**What is being asked:** In the entries that follow, find every line containing "received" and copy it.

**Data to use:**
# # # # #
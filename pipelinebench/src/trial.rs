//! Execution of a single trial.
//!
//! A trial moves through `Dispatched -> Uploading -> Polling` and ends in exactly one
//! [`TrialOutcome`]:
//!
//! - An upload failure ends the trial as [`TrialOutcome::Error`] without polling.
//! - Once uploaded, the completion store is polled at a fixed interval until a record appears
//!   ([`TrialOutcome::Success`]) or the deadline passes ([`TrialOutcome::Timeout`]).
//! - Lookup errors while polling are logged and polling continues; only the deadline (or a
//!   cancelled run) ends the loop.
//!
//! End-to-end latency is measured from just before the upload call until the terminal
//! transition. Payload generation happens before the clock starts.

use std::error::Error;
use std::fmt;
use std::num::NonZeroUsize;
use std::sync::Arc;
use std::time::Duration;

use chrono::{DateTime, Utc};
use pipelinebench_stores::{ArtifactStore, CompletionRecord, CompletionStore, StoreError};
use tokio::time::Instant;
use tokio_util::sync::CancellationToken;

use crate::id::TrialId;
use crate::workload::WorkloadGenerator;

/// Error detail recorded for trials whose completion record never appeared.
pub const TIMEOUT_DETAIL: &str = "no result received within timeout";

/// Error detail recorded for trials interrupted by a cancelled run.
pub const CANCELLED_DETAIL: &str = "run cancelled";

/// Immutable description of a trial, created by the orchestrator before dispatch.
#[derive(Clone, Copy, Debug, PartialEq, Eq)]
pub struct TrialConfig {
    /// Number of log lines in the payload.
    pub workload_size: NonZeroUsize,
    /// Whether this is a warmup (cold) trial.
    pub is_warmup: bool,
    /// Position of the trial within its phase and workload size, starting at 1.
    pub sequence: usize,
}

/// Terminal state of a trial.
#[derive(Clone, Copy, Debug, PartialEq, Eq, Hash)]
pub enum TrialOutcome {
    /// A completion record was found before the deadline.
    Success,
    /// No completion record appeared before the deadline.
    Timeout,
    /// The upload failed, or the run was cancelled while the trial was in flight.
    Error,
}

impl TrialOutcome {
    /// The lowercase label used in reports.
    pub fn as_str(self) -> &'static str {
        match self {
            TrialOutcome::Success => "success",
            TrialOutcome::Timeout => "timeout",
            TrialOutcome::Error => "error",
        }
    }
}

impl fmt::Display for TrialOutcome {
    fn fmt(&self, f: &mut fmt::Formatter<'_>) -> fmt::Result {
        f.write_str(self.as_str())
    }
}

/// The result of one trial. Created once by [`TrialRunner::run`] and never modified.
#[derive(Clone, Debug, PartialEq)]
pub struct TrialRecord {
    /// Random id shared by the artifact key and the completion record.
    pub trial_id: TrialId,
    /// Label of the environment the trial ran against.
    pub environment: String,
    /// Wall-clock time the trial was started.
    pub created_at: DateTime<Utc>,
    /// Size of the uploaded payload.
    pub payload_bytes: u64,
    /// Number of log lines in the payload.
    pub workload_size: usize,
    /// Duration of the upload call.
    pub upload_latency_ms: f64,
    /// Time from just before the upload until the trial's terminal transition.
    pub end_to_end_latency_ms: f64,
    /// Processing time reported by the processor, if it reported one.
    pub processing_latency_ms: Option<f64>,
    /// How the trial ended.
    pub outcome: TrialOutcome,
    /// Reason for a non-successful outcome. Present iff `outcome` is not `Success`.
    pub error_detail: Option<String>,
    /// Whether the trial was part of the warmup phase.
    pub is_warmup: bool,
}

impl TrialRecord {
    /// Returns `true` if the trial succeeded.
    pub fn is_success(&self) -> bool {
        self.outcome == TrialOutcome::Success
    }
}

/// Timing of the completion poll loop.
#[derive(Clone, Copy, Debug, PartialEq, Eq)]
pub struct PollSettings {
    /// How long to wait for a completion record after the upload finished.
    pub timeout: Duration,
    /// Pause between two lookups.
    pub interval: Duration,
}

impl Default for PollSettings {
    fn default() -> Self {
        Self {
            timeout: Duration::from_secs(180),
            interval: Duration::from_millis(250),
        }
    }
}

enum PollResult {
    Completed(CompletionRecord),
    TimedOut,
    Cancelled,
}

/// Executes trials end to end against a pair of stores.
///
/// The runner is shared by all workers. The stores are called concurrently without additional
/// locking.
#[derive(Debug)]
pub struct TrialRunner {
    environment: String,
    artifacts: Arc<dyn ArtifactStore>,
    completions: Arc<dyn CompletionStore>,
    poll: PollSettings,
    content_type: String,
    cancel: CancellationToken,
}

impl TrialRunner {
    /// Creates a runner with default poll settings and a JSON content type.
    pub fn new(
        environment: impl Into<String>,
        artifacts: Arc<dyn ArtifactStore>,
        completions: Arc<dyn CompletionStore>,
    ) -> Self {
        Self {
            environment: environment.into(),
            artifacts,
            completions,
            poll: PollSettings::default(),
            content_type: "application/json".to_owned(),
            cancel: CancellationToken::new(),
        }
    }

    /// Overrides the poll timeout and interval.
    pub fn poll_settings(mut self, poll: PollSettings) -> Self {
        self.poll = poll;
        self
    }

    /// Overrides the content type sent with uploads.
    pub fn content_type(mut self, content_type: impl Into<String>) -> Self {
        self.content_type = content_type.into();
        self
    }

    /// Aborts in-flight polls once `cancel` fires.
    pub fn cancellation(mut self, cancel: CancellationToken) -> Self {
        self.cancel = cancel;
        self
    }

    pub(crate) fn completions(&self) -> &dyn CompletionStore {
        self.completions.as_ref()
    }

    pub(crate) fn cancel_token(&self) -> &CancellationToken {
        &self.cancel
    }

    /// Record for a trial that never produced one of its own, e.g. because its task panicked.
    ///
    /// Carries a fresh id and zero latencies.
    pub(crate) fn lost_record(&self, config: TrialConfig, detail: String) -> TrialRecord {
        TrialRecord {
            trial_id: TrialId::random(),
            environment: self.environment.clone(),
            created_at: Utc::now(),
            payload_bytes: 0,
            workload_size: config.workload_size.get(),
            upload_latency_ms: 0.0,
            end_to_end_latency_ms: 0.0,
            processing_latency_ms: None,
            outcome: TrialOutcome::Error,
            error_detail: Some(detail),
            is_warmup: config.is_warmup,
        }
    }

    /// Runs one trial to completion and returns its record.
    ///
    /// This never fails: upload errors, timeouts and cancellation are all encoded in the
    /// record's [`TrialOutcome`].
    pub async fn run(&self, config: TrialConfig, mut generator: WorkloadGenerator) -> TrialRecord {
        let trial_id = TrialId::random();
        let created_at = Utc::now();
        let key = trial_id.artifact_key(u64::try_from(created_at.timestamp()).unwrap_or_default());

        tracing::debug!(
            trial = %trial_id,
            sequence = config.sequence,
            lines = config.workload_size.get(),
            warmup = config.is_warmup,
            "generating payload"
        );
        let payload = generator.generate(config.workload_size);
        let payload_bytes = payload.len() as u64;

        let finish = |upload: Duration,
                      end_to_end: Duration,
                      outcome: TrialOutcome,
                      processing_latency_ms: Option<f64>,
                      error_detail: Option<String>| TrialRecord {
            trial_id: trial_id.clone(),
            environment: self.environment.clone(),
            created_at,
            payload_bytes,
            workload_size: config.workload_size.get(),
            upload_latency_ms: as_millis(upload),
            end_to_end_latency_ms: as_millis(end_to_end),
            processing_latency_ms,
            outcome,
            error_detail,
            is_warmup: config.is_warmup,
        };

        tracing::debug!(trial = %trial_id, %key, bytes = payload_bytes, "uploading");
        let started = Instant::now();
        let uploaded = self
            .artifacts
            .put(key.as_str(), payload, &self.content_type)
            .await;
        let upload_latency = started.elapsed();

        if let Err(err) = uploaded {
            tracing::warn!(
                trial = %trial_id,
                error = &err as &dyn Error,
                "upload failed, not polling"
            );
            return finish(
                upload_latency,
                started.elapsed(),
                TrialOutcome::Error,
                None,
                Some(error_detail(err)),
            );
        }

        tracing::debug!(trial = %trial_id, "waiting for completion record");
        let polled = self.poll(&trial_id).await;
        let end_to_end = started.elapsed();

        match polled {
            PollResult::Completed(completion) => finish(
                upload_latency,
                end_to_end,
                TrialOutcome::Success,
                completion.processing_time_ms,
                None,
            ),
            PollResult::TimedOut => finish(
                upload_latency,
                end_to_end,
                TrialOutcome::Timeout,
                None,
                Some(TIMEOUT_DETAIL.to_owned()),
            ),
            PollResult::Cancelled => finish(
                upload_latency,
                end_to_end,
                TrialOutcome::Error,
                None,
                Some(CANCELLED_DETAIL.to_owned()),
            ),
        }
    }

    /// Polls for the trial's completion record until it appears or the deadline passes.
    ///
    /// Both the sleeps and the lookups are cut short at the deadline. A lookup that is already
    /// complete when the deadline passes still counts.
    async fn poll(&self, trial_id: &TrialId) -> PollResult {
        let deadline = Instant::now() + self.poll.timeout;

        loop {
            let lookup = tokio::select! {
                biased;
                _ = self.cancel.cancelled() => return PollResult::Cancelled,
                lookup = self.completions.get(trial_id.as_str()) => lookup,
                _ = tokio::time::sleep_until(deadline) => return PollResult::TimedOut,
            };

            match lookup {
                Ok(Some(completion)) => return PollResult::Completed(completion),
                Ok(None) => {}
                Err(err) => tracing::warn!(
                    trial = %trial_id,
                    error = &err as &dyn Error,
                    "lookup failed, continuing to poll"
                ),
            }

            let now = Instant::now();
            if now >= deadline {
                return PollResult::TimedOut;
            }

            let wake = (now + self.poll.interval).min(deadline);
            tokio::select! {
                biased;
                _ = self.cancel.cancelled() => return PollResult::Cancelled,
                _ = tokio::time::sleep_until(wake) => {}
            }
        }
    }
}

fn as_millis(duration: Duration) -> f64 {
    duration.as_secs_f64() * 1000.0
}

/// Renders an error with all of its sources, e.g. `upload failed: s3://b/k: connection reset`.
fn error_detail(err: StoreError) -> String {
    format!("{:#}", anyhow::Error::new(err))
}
# # # # #
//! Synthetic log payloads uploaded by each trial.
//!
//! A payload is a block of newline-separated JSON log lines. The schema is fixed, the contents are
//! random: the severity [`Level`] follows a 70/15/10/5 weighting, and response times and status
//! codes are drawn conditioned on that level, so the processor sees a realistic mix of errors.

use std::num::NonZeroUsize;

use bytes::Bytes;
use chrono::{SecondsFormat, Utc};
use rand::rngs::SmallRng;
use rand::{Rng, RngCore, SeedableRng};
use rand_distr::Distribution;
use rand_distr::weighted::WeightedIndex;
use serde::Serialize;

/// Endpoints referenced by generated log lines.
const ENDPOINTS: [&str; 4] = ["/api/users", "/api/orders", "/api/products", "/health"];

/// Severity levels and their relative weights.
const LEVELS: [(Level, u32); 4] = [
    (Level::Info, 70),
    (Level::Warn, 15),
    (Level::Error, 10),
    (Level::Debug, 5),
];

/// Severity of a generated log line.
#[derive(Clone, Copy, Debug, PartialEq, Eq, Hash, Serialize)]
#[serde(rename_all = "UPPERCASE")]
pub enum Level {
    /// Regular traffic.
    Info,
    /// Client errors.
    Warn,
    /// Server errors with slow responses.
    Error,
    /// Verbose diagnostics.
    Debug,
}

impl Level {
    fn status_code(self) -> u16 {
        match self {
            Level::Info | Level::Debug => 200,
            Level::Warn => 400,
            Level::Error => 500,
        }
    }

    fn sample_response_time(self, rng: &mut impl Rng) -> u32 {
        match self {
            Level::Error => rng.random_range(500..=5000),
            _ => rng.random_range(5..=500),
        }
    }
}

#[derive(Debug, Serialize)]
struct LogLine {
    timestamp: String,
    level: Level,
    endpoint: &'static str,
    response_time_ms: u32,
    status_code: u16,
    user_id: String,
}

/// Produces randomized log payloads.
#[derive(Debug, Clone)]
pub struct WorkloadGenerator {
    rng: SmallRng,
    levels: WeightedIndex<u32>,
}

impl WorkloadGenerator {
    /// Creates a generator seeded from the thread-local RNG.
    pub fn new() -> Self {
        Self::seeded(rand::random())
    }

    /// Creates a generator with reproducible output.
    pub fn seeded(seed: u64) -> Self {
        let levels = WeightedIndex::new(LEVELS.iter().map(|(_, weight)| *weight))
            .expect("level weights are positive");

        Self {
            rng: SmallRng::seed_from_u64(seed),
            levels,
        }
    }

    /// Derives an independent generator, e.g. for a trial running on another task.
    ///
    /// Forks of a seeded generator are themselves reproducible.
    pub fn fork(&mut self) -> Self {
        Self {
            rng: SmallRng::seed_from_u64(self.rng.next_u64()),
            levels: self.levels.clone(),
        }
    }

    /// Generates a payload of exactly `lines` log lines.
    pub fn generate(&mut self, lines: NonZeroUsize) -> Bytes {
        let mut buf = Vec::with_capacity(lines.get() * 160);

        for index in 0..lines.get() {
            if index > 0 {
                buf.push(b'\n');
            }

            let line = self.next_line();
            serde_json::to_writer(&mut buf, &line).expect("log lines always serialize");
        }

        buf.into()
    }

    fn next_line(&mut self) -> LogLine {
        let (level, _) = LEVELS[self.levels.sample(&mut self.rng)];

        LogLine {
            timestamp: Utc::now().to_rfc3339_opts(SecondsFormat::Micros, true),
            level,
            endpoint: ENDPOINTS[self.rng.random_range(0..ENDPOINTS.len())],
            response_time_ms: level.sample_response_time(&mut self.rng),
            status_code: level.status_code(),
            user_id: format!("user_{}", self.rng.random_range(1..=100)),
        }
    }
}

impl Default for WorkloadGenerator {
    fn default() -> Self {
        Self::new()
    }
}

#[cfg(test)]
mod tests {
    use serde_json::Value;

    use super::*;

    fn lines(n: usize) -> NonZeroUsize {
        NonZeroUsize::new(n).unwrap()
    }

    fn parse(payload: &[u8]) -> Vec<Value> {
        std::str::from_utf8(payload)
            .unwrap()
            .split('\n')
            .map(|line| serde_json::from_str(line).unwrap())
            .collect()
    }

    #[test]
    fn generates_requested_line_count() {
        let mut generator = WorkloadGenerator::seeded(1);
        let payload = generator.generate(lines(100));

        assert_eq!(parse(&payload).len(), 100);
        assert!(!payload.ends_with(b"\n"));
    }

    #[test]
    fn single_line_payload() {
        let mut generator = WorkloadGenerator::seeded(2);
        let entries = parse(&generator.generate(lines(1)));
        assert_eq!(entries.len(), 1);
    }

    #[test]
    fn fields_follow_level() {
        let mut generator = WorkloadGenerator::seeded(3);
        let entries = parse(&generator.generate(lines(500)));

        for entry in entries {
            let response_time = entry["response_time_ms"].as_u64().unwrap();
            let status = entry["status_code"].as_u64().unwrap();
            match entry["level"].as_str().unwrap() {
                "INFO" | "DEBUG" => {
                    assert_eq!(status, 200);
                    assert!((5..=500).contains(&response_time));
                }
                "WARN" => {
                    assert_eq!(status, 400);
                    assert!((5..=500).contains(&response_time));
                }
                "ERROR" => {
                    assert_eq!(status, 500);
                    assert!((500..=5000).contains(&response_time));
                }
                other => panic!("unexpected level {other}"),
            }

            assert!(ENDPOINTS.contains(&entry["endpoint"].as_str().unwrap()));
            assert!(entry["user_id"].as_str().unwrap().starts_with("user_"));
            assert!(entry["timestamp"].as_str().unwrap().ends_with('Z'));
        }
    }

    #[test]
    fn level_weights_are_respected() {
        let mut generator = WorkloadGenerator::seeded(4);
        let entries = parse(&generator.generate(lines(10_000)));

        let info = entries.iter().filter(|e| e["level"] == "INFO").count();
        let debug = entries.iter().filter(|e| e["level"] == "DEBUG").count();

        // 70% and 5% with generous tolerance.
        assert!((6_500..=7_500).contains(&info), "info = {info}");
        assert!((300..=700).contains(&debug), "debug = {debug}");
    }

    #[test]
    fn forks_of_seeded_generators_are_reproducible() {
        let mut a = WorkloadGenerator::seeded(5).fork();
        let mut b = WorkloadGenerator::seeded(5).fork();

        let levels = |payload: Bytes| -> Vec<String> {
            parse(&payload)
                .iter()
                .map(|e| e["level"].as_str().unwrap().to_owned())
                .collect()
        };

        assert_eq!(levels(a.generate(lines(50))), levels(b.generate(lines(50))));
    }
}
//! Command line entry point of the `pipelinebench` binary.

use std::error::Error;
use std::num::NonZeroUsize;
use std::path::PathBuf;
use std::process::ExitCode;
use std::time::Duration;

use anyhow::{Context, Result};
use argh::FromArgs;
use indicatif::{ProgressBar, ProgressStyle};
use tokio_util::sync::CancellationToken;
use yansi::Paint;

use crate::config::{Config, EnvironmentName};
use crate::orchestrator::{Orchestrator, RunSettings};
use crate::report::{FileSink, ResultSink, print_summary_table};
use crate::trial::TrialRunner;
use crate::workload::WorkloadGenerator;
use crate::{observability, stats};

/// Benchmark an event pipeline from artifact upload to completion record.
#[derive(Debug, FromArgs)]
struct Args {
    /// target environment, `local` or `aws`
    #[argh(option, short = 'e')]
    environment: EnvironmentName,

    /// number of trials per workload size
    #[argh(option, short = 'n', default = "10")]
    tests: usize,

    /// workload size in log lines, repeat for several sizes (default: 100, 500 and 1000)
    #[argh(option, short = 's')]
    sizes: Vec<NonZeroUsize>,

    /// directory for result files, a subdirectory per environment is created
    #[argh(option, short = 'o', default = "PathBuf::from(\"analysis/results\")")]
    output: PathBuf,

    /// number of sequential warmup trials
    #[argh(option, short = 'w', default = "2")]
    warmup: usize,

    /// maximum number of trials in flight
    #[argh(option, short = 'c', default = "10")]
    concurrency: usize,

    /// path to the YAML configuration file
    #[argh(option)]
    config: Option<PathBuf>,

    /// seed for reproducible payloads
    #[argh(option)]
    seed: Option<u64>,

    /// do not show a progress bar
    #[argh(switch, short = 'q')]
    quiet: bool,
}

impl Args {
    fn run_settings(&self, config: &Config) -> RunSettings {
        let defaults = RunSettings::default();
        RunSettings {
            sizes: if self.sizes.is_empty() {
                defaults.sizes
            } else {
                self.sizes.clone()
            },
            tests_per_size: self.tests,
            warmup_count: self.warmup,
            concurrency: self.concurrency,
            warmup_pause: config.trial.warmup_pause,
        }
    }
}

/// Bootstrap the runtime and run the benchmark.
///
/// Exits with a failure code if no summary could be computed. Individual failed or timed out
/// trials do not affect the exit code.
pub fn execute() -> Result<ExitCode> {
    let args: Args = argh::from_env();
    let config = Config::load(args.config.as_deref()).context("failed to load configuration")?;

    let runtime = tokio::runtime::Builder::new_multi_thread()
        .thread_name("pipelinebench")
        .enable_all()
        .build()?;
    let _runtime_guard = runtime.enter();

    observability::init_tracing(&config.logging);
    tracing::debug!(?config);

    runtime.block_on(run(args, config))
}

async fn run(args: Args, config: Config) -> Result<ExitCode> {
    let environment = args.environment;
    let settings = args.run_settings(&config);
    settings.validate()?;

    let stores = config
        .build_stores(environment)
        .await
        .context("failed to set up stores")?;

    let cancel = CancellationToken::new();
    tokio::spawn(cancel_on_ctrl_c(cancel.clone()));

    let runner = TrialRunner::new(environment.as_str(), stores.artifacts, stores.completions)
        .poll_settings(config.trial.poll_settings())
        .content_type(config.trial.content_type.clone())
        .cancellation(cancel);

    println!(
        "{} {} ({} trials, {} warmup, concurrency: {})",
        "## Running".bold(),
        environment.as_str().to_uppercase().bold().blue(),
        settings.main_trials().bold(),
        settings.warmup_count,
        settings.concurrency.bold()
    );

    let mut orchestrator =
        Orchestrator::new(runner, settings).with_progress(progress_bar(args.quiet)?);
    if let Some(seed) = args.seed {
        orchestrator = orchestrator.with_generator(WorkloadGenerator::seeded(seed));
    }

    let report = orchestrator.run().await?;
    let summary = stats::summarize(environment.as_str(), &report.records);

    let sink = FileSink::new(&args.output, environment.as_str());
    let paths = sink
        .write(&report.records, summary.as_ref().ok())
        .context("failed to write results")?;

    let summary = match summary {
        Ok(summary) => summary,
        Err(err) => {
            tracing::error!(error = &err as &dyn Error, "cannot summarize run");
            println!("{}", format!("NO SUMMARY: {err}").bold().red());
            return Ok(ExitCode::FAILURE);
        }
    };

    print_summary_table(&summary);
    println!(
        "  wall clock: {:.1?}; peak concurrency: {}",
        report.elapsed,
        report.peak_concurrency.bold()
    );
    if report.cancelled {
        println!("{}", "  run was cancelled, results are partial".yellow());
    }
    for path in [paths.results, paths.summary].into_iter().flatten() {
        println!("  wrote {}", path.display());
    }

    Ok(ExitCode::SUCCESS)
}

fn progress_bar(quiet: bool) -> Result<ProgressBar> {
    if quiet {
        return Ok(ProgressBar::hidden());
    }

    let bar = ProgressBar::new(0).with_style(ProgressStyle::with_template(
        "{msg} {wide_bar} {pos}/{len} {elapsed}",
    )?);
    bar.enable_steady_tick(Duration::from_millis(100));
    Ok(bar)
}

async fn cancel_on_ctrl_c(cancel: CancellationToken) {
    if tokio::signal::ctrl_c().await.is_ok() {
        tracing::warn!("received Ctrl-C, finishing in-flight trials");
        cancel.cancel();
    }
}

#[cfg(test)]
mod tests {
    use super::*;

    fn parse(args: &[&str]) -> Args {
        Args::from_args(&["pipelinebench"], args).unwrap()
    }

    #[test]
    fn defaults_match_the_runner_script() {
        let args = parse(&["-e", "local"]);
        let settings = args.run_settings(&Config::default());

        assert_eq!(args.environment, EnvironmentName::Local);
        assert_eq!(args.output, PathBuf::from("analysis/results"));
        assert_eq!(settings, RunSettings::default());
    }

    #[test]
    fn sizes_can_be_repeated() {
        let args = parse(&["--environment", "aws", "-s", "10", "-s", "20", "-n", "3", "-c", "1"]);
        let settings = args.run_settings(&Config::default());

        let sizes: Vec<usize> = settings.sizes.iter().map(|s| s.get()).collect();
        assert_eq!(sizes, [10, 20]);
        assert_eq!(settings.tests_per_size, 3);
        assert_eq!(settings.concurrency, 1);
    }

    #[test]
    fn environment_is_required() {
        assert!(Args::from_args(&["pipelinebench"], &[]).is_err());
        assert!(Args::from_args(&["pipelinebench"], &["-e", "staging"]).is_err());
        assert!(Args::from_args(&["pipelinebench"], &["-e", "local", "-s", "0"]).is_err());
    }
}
# # # # #
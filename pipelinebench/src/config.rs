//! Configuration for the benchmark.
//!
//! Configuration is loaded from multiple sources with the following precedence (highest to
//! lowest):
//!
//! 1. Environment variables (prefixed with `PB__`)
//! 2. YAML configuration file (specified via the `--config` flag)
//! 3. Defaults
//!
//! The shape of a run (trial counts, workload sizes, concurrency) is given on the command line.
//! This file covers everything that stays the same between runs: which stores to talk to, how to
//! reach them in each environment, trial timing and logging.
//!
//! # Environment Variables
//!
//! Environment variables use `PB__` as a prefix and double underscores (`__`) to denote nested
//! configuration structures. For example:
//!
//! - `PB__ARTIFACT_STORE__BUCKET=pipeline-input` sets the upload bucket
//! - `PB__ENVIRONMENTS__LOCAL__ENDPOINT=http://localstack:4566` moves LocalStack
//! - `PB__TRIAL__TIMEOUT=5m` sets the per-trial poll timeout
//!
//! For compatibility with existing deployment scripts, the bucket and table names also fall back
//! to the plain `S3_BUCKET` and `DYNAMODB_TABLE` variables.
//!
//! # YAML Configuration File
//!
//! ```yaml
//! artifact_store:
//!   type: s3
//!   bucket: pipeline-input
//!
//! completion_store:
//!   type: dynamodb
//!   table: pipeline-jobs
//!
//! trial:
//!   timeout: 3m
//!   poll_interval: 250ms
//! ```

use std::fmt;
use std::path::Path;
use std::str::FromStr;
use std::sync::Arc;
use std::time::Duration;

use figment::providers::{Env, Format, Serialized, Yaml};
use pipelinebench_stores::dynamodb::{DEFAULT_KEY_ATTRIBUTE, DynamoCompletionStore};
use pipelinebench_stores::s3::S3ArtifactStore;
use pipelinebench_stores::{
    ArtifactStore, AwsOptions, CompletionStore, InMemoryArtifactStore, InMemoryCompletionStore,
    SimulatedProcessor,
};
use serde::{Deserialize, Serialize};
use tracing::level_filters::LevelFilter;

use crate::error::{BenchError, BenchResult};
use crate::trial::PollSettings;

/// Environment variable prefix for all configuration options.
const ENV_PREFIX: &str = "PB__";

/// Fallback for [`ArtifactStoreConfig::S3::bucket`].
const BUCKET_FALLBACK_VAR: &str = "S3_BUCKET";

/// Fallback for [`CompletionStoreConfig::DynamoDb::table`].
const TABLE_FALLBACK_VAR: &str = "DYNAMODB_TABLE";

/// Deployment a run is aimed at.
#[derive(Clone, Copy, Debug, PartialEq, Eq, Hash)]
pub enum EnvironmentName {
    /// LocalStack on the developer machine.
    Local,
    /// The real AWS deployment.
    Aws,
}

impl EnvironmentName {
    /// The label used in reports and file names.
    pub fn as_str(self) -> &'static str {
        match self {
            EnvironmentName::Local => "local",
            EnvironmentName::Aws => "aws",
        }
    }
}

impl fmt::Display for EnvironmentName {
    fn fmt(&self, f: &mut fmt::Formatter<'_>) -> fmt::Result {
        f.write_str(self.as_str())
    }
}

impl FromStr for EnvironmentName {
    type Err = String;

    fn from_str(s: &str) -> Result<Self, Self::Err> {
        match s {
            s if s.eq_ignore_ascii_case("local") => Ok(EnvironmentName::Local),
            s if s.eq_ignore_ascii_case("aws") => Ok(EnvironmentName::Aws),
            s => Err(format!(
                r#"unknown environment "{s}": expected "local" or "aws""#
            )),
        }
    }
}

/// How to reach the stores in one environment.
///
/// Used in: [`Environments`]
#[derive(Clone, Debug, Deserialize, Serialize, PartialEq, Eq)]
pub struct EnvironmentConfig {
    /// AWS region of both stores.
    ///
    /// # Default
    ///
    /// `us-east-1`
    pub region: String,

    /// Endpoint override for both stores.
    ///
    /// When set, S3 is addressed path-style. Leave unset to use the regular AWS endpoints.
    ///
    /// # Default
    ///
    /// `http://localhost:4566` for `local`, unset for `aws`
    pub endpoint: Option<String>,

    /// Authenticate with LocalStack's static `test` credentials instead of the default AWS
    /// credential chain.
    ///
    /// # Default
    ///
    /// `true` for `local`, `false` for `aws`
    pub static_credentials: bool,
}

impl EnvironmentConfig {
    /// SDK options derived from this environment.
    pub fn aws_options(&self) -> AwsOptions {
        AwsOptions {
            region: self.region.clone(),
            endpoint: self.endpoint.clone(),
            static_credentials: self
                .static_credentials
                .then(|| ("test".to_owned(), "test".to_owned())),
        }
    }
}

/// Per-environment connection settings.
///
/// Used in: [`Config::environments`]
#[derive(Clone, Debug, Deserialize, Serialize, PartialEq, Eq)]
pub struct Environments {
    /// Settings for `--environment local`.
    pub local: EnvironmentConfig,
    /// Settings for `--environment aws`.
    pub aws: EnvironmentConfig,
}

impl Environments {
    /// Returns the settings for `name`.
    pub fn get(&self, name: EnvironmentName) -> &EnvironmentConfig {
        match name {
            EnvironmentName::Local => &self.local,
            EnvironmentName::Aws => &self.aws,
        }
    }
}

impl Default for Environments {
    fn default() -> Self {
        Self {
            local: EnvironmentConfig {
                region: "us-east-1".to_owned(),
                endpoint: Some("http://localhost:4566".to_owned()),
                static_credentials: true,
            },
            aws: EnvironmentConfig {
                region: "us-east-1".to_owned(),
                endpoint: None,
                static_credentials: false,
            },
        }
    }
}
# # # # #
**Exercise result:**
pub const TIMEOUT_DETAIL: &str = "no result received within timeout";
        tracing::warn!("received Ctrl-C, finishing in-flight trials");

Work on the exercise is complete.